Llegó la Hora…

Dios le dijo a Moisés, que le dijera a Faraón gobernador de toda la tierra próspera de Egipto que dejara a ir a Su pueblo a adorarle al desierto, camino de tres días. Tristemente, la historia del hombre más poderoso de la tierra cuya nación era la más bendecida de la tierra tuvo un triste desenlace. Todo porque para el gobernador, la nueva religión de los hebreos no era esencial y no le dio la prioridad necesaria a Dios.

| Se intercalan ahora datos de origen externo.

use super::{RepositoryError, RepositoryResult};
use crate::models::comment::{Comment, LandmarkComment};
use async_trait::async_trait;
use sqlx::SqlitePool;

#[async_trait]
#[cfg_attr(test, mockall::automock)]
pub trait CommentRepository: Send + Sync {
    async fn create_comment(
        &self,
        user_id: i64,
        landmark_id: i64,
        body: &str,
        date: &str,
    ) -> RepositoryResult<Comment>;
    async fn delete_by_id(&self, id: i64) -> RepositoryResult<()>;
    /// Deletes every comment matching all three values; returns how many.
    async fn delete_matching(
        &self,
        user_id: i64,
        landmark_id: i64,
        body: &str,
    ) -> RepositoryResult<u64>;
    async fn list_for_landmark(&self, landmark_id: i64) -> RepositoryResult<Vec<LandmarkComment>>;
    async fn list_for_user(&self, user_id: i64) -> RepositoryResult<Vec<Comment>>;
}

pub struct SqliteCommentRepository {
    pool: SqlitePool,
}

impl SqliteCommentRepository {
    pub fn new(pool: SqlitePool) -> Self {
        Self { pool }
    }
}

#[async_trait]
impl CommentRepository for SqliteCommentRepository {
    async fn create_comment(
        &self,
        user_id: i64,
        landmark_id: i64,
        body: &str,
        date: &str,
    ) -> RepositoryResult<Comment> {
        let result = sqlx::query(
            "INSERT INTO comments (user_id, comment, landmark_id, date) VALUES (?, ?, ?, ?)",
        )
        .bind(user_id)
        .bind(body)
        .bind(landmark_id)
        .bind(date)
        .execute(&self.pool)
        .await?;

        Ok(Comment {
            id: result.last_insert_rowid(),
            user_id,
            landmark_id,
            comment: body.to_string(),
            date: date.to_string(),
        })
    }

    async fn delete_by_id(&self, id: i64) -> RepositoryResult<()> {
        let result = sqlx::query("DELETE FROM comments WHERE id = ?")
            .bind(id)
            .execute(&self.pool)
            .await?;

        if result.rows_affected() == 0 {
            return Err(RepositoryError::NotFound);
        }

        Ok(())
    }

    async fn delete_matching(
        &self,
        user_id: i64,
        landmark_id: i64,
        body: &str,
    ) -> RepositoryResult<u64> {
        let result = sqlx::query(
            "DELETE FROM comments WHERE user_id = ? AND landmark_id = ? AND comment = ?",
        )
        .bind(user_id)
        .bind(landmark_id)
        .bind(body)
        .execute(&self.pool)
        .await?;

        if result.rows_affected() == 0 {
            return Err(RepositoryError::NotFound);
        }

        Ok(result.rows_affected())
    }

    async fn list_for_landmark(&self, landmark_id: i64) -> RepositoryResult<Vec<LandmarkComment>> {
        // Newest first. Dates are stored as dd.mm.YYYY text, which does not
        // sort chronologically, so the insertion id decides.
        let comments = sqlx::query_as::<_, LandmarkComment>(
            r#"
            SELECT
                c.id,
                c.user_id,
                c.comment,
                c.date,
                u.name AS user_name,
                COALESCE(u.avatar_uri, '@drawable/avatar2') AS avatar_uri
            FROM comments c
            JOIN users u ON c.user_id = u.id
            WHERE c.landmark_id = ?
            ORDER BY c.id DESC
            "#,
        )
        .bind(landmark_id)
        .fetch_all(&self.pool)
        .await?;

        Ok(comments)
    }

    async fn list_for_user(&self, user_id: i64) -> RepositoryResult<Vec<Comment>> {
        let comments = sqlx::query_as::<_, Comment>(
            r#"
            SELECT id, user_id, landmark_id, comment, date
            FROM comments
            WHERE user_id = ?
            ORDER BY id DESC
            "#,
        )
        .bind(user_id)
        .fetch_all(&self.pool)
        .await?;

        Ok(comments)
    }
}

#[cfg(test)]
mod tests {
    use super::*;
    use crate::test_utils::{create_test_pool, insert_test_user};

    #[tokio::test]
    async fn test_landmark_listing_joins_author_newest_first() {
        let pool = create_test_pool().await;
        let user_id = insert_test_user(&pool, "Anna", "anna@example.com", "pw")
            .await
            .expect("user to be inserted");
        let repo = SqliteCommentRepository::new(pool);

        repo.create_comment(user_id, 3, "first", "01.01.2025 10:00")
            .await
            .expect("comment to be created");
        repo.create_comment(user_id, 3, "second", "31.12.2024 09:00")
            .await
            .expect("comment to be created");

        let comments = repo.list_for_landmark(3).await.expect("listing to succeed");

        assert_eq!(comments.len(), 2);
        assert_eq!(comments[0].comment, "second");
        assert_eq!(comments[0].user_name, "Anna");
        assert_eq!(comments[0].avatar_uri, "@drawable/avatar2");
    }

    #[tokio::test]
    async fn test_delete_matching_removes_all_duplicates() {
        let pool = create_test_pool().await;
        let user_id = insert_test_user(&pool, "Anna", "anna@example.com", "pw")
            .await
            .expect("user to be inserted");
        let repo = SqliteCommentRepository::new(pool);

        for _ in 0..2 {
            repo.create_comment(user_id, 3, "same", "01.01.2025 10:00")
                .await
                .expect("comment to be created");
        }
        let kept = repo
            .create_comment(user_id, 3, "other", "01.01.2025 10:00")
            .await
            .expect("comment to be created");

        let deleted = repo
            .delete_matching(user_id, 3, "same")
            .await
            .expect("delete to succeed");

        assert_eq!(deleted, 2);
        let remaining = repo.list_for_user(user_id).await.expect("listing to succeed");
        assert_eq!(remaining.len(), 1);
        assert_eq!(remaining[0].id, kept.id);
    }

    #[tokio::test]
    async fn test_delete_by_id_missing_is_not_found() {
        let pool = create_test_pool().await;
        let repo = SqliteCommentRepository::new(pool);

        let result = repo.delete_by_id(42).await;

        assert!(matches!(result, Err(RepositoryError::NotFound)));
    }
}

Cuando Dios levantó a Gedeón, hacía siete años que el pueblo de Dios estaba en cuarentena, refugiándose en las cuevas de los montes. Porque ellos también habían puesto a Dios en tercer lugar y habían permitido la abominación de los Madianitas y de los Amalecitas, contaminar el verdadero Culto a Dios. Para ellos ya Dios no era esencial, su culto a Dios estaba en segundo o tercer lugar. Pero Dios, al que ama castiga, con tal que no se pierda. Una vez y el nombre es borrado del libro de la vida la perdida no podrá ser rescatada. Por eso Dios los llevó al valle de la decisión, para que dejaran de claudicar entre dos pensamientos y se volvieran definitivamente a Dios.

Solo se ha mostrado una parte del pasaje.